- _Prompt_
Using the records below, count the lines containing "value" and give only the total.

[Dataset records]
◇ ◇ ◇ ◇ ◇

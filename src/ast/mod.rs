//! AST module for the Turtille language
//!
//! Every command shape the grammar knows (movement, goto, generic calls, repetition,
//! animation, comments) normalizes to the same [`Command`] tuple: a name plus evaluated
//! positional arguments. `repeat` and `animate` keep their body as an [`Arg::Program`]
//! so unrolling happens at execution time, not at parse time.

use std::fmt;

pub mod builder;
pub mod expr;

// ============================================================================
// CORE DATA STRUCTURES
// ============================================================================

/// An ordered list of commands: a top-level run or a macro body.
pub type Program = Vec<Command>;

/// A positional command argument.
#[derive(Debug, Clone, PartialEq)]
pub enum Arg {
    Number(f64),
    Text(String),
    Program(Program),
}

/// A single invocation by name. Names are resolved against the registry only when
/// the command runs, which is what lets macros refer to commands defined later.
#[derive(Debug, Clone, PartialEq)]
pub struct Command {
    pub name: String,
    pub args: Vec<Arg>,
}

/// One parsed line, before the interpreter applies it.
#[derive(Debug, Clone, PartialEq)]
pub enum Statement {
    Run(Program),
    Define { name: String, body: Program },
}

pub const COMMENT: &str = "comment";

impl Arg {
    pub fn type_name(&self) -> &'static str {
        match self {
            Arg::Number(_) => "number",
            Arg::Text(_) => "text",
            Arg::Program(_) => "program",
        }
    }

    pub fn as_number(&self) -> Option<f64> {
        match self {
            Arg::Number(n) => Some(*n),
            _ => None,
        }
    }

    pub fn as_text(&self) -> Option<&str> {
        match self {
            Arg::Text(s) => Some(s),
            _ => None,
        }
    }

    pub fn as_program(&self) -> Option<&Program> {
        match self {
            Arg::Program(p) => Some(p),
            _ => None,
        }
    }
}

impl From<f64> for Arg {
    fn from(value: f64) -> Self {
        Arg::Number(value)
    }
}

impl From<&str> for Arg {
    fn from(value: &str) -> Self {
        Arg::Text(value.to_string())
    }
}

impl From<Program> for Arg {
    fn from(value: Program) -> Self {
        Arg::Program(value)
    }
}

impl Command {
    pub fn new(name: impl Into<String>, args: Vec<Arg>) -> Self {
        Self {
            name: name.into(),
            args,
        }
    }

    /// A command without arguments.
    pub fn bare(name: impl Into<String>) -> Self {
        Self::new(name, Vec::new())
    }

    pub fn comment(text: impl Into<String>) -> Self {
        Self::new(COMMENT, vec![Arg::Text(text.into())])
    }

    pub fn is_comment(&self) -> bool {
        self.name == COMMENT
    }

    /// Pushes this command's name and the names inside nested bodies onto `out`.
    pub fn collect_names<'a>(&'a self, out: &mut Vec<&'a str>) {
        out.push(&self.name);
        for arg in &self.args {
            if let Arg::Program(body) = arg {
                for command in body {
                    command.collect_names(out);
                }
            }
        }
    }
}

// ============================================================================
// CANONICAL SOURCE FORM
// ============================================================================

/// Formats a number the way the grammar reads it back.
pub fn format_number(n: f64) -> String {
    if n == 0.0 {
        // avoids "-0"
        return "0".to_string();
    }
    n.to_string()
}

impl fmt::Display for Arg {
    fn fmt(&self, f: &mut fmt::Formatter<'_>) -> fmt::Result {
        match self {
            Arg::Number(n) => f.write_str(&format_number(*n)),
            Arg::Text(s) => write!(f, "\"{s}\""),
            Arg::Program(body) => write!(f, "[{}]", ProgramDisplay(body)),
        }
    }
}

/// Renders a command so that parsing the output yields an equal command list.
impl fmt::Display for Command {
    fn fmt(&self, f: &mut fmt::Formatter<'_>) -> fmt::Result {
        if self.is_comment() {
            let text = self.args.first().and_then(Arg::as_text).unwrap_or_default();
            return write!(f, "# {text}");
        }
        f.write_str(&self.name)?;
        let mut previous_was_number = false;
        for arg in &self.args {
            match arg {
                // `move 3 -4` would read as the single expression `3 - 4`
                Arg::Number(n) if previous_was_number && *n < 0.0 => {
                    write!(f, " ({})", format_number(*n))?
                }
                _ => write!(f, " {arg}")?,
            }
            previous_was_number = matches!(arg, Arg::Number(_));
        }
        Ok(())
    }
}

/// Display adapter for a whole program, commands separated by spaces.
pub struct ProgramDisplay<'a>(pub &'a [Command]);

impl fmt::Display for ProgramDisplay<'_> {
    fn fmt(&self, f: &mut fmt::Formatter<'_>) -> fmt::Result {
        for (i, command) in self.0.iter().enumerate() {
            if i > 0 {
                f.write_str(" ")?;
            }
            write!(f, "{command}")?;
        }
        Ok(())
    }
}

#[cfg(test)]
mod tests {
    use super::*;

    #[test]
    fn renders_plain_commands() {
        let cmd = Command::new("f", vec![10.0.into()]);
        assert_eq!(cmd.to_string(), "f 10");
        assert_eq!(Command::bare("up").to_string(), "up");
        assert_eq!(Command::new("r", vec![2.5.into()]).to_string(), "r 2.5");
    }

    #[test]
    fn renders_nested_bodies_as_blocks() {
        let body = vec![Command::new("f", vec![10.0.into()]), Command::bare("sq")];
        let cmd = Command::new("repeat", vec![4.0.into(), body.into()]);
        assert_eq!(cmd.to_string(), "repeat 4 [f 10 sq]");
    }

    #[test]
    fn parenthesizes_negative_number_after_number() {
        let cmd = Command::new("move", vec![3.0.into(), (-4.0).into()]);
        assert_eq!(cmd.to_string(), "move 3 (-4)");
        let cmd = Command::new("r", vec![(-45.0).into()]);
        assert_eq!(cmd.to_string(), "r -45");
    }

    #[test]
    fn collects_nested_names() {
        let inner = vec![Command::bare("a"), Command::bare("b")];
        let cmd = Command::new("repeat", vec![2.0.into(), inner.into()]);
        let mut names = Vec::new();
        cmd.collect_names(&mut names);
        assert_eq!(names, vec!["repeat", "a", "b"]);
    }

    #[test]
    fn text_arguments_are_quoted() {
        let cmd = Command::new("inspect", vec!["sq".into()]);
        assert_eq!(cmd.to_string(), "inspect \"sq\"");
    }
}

◇ ◇ ◇ ◇ ◇

- _Completed exercise_
6